Can anyone give me any personal experiences of having a foal with pneumonia ? I have a 6m miniature Shetland who is very lethargic. The vet has advised he has creaky sounding lungs and she believes he has had pneumonia when very young. He is on antibiotics and ventopulmin. He is being kept stabled at present. Has a good appetite but breathing is slightly laboured. His temp is fine. Any advice would be appreciated as im getting conflicting Info from vet/breeder

Xx


----------



## lilythepink (Jul 24, 2013)

can't see anybody going against what your vet says. ventopulmin isn't the cheapest drug either but I have only ever used it on horses with COPD and then kept them out doors, soaked hay etc as much as possible.

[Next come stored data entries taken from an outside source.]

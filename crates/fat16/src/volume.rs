//! Mounted FAT16 volume.
//!
//! All reads go through a [`ByteWindow`]: directory scans pull up to one
//! block of records per device call, FAT lookups read the two bytes of one
//! entry, file reads copy at most to the end of the current cluster per
//! step. There is no directory or chain cache; every lookup rescans and
//! every seek walks the chain from the first cluster.

use core::ops::ControlFlow;

use platform::{BlockDevice, ByteWindow, BLOCK_SIZE};

use crate::boot_sector::{BootSector, VolumeLayout};
use crate::dir::{DirectoryEntry, ShortName, ENTRY_SIZE};
use crate::error::Fat16Error;
use crate::file::{FileCursor, SeekFrom};
use crate::mbr::{self, PartitionDescriptor};

/// Decoded FAT16 table entry.
#[derive(Debug, Clone, Copy, PartialEq, Eq)]
#[cfg_attr(feature = "defmt", derive(defmt::Format))]
pub enum FatEntry {
    /// `0x0000`: unallocated.
    Free,
    /// Next cluster in the chain.
    Next(u16),
    /// `0xFFF7`: bad cluster.
    Bad,
    /// `0xFFF8..=0xFFFF`: last cluster of the chain.
    EndOfChain,
}

impl FatEntry {
    /// Decode a raw table value.
    #[must_use]
    pub fn from_raw(raw: u16) -> Self {
        match raw {
            0x0000 => Self::Free,
            0xFFF7 => Self::Bad,
            0xFFF8..=0xFFFF => Self::EndOfChain,
            next => Self::Next(next),
        }
    }
}

/// A mounted read-only FAT16 volume.
pub struct Fat16Volume<D> {
    window: ByteWindow<D>,
    partition: PartitionDescriptor,
    layout: VolumeLayout,
}

impl<D: BlockDevice> Fat16Volume<D> {
    /// Locate the first FAT16 partition on `device` and derive its layout.
    pub fn mount(device: D) -> Result<Self, Fat16Error<D::Error>> {
        let mut window = ByteWindow::new(device);
        let mut sector = [0u8; BLOCK_SIZE];

        window
            .read_exact_at(0, &mut sector)
            .map_err(Fat16Error::Device)?;
        let partition = mbr::find_fat16_partition(&sector).ok_or(Fat16Error::NoFat16Partition)?;

        window
            .read_exact_at(u64::from(partition.start_sector) * BLOCK_SIZE as u64, &mut sector)
            .map_err(Fat16Error::Device)?;
        let bpb = BootSector::parse(&sector).ok_or(Fat16Error::InvalidBootSector)?;
        let layout = VolumeLayout::new(partition.start_sector, &bpb);

        #[cfg(feature = "defmt")]
        defmt::info!(
            "fat16: type {=u8:#x} at sector {=u32}, cluster {=u32} B, {=u16} root entries",
            partition.kind,
            partition.start_sector,
            layout.cluster_size,
            layout.root_entry_count
        );
        #[cfg(feature = "defmt")]
        defmt::debug!(
            "fat16: fat @ {=u64}, root @ {=u64}, data @ {=u64}",
            layout.fat_table_offset,
            layout.root_dir_offset,
            layout.data_region_offset
        );

        Ok(Self {
            window,
            partition,
            layout,
        })
    }

    /// Region offsets fixed at mount.
    pub fn layout(&self) -> &VolumeLayout {
        &self.layout
    }

    /// The partition that was mounted.
    pub fn partition(&self) -> &PartitionDescriptor {
        &self.partition
    }

    /// Borrow the block device.
    pub fn device(&mut self) -> &mut D {
        self.window.device()
    }

    /// Unmount and give the device back.
    pub fn into_inner(self) -> D {
        self.window.into_inner()
    }

    // ── Directory ───────────────────────────────────────────────────────────

    /// Collect up to `max` (and at most `M`) regular root entries whose
    /// extension is `ext`, in directory order.
    pub fn list_by_extension<const M: usize>(
        &mut self,
        ext: &[u8; 3],
        max: usize,
    ) -> Result<heapless::Vec<DirectoryEntry, M>, Fat16Error<D::Error>> {
        let limit = max.min(M);
        let mut found = heapless::Vec::new();
        if limit == 0 {
            return Ok(found);
        }
        self.scan(|entry| {
            if entry.is_regular_with_extension(ext) && found.push(*entry).is_err() {
                return ControlFlow::Break(());
            }
            if found.len() >= limit {
                ControlFlow::Break(())
            } else {
                ControlFlow::Continue(())
            }
        })?;
        Ok(found)
    }

    /// Find the regular root entry named exactly `name`.
    pub fn find(&mut self, name: &ShortName) -> Result<DirectoryEntry, Fat16Error<D::Error>> {
        let mut hit = None;
        self.scan(|entry| {
            if entry.kind == crate::EntryKind::Regular && entry.name == *name {
                hit = Some(*entry);
                ControlFlow::Break(())
            } else {
                ControlFlow::Continue(())
            }
        })?;
        hit.ok_or(Fat16Error::NotFound)
    }

    /// Open the regular root entry named exactly `name`.
    pub fn open_by_name(&mut self, name: &ShortName) -> Result<FileCursor, Fat16Error<D::Error>> {
        let entry = self.find(name)?;
        self.open(&entry)
    }

    /// Cursor at byte 0 of an already located entry.
    pub fn open(&self, entry: &DirectoryEntry) -> Result<FileCursor, Fat16Error<D::Error>> {
        if entry.size > 0 && entry.start_cluster < 2 {
            return Err(Fat16Error::InvalidCluster(entry.start_cluster));
        }
        Ok(FileCursor::new(
            entry.start_cluster,
            entry.size,
            self.layout.cluster_size,
        ))
    }

    /// Visit every root directory record in order until `visit` breaks.
    fn scan(
        &mut self,
        mut visit: impl FnMut(&DirectoryEntry) -> ControlFlow<()>,
    ) -> Result<(), Fat16Error<D::Error>> {
        const PER_BLOCK: usize = BLOCK_SIZE / ENTRY_SIZE;
        let total = usize::from(self.layout.root_entry_count);
        let mut chunk = [0u8; BLOCK_SIZE];
        let mut index = 0;

        while index < total {
            let count = PER_BLOCK.min(total - index);
            let Some(bytes) = chunk.get_mut(..count * ENTRY_SIZE) else {
                break;
            };
            let offset = self.layout.root_dir_offset + (index * ENTRY_SIZE) as u64;
            self.window
                .read_exact_at(offset, bytes)
                .map_err(Fat16Error::Device)?;

            for raw in bytes.chunks_exact(ENTRY_SIZE) {
                let Ok(raw) = <&[u8; ENTRY_SIZE]>::try_from(raw) else {
                    continue;
                };
                if visit(&DirectoryEntry::parse(raw)).is_break() {
                    return Ok(());
                }
            }
            index += count;
        }
        Ok(())
    }

    // ── FAT ─────────────────────────────────────────────────────────────────

    /// Table entry for `cluster`.
    pub fn fat_entry(&mut self, cluster: u16) -> Result<FatEntry, Fat16Error<D::Error>> {
        let mut raw = [0u8; 2];
        self.window
            .read_exact_at(self.layout.fat_entry_offset(cluster), &mut raw)
            .map_err(Fat16Error::Device)?;
        Ok(FatEntry::from_raw(u16::from_le_bytes(raw)))
    }

    /// The cluster after `cluster`, which must exist.
    fn follow(&mut self, cluster: u16) -> Result<u16, Fat16Error<D::Error>> {
        if cluster < 2 {
            return Err(Fat16Error::InvalidCluster(cluster));
        }
        match self.fat_entry(cluster)? {
            FatEntry::Next(next) if next >= 2 => {
                #[cfg(feature = "defmt")]
                defmt::trace!("fat16: cluster {=u16} -> {=u16}", cluster, next);
                Ok(next)
            }
            FatEntry::Next(next) => Err(Fat16Error::InvalidCluster(next)),
            FatEntry::Free | FatEntry::Bad | FatEntry::EndOfChain => {
                #[cfg(feature = "defmt")]
                defmt::warn!("fat16: chain ends early after cluster {=u16}", cluster);
                Err(Fat16Error::BrokenChain(cluster))
            }
        }
    }

    // ── File I/O ────────────────────────────────────────────────────────────

    /// Copy the next bytes of the file into `buf`.
    ///
    /// Returns the number of bytes copied. Anything short of `buf.len()`
    /// means the file is exhausted; that is the only end-of-file signal.
    pub fn read(
        &mut self,
        cursor: &mut FileCursor,
        buf: &mut [u8],
    ) -> Result<usize, Fat16Error<D::Error>> {
        let mut done = 0;
        while done < buf.len() {
            let file_left = cursor.bytes_remaining();
            if file_left == 0 {
                break;
            }
            if cursor.current_cluster < 2 {
                return Err(Fat16Error::InvalidCluster(cursor.current_cluster));
            }
            let wanted = u32::try_from(buf.len() - done).unwrap_or(u32::MAX);
            let step = wanted.min(file_left).min(cursor.left_in_cluster());
            let Some(dst) = buf.get_mut(done..done + step as usize) else {
                break;
            };

            let at = self.layout.cluster_offset(cursor.current_cluster)
                + u64::from(cursor.offset_in_cluster);
            self.window
                .read_exact_at(at, dst)
                .map_err(Fat16Error::Device)?;
            done += step as usize;

            if cursor.advance_within_cluster(step) && cursor.bytes_remaining() > 0 {
                cursor.current_cluster = self.follow(cursor.current_cluster)?;
            }
        }
        Ok(done)
    }

    /// Reposition `cursor`; targets outside the file clamp to `0..=size`.
    ///
    /// Walks the chain from the first cluster, so the cost is linear in the
    /// target's cluster index. On error the cursor is left unchanged.
    /// Returns the new absolute position.
    pub fn seek(
        &mut self,
        cursor: &mut FileCursor,
        pos: SeekFrom,
    ) -> Result<u32, Fat16Error<D::Error>> {
        let target = match pos {
            SeekFrom::Start(n) => n.min(cursor.size),
            SeekFrom::Current(delta) => {
                let t = i64::from(cursor.bytes_consumed()).saturating_add(delta);
                u32::try_from(t.clamp(0, i64::from(cursor.size))).unwrap_or(cursor.size)
            }
        };
        let clusters = target / cursor.cluster_size;
        let offset = target % cursor.cluster_size;
        // A target at end of file on a cluster boundary sits past the last
        // cluster, which has no successor.
        let links = if offset == 0 && clusters > 0 && target == cursor.size {
            clusters - 1
        } else {
            clusters
        };

        let mut cluster = cursor.start_cluster;
        for _ in 0..links {
            cluster = self.follow(cluster)?;
        }

        cursor.current_cluster = cluster;
        cursor.clusters_advanced = clusters;
        cursor.offset_in_cluster = offset;
        Ok(target)
    }
}

#[cfg(test)]
mod tests {
    use super::*;

    #[test]
    fn fat_entry_sentinels() {
        assert_eq!(FatEntry::from_raw(0), FatEntry::Free);
        assert_eq!(FatEntry::from_raw(0xFFF7), FatEntry::Bad);
        assert_eq!(FatEntry::from_raw(0xFFF8), FatEntry::EndOfChain);
        assert_eq!(FatEntry::from_raw(0xFFFF), FatEntry::EndOfChain);
        assert_eq!(FatEntry::from_raw(3), FatEntry::Next(3));
    }
}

what does your yard owner say?


----------



## lilythepink (Jul 24, 2013)

and treacle butties...for the cough.


----------



## LaylaB (Jan 3, 2014)

The issue I have is that the vet has diagnosed this Without doing any test's but after I contacted the breeder they came straight out to see roki and he is adament that he has never pneumonia. I am going to kp with the medication and see how it goes. The vet was quite young and although has dealt with alt of horses is not an equine vet. The breeder has been doing this for along time and has seen pneumonia in foals but he seems to think he is more likely to have pneumonia at the moment. The vet wasn't too helpful and was quick to make her diagnosis based on listening to his lungs. He is on corodine which is the antibiotic so I hope to see some improvement and that he doesn't just give up. 
The yard owner is a farmer and deals with sheep


----------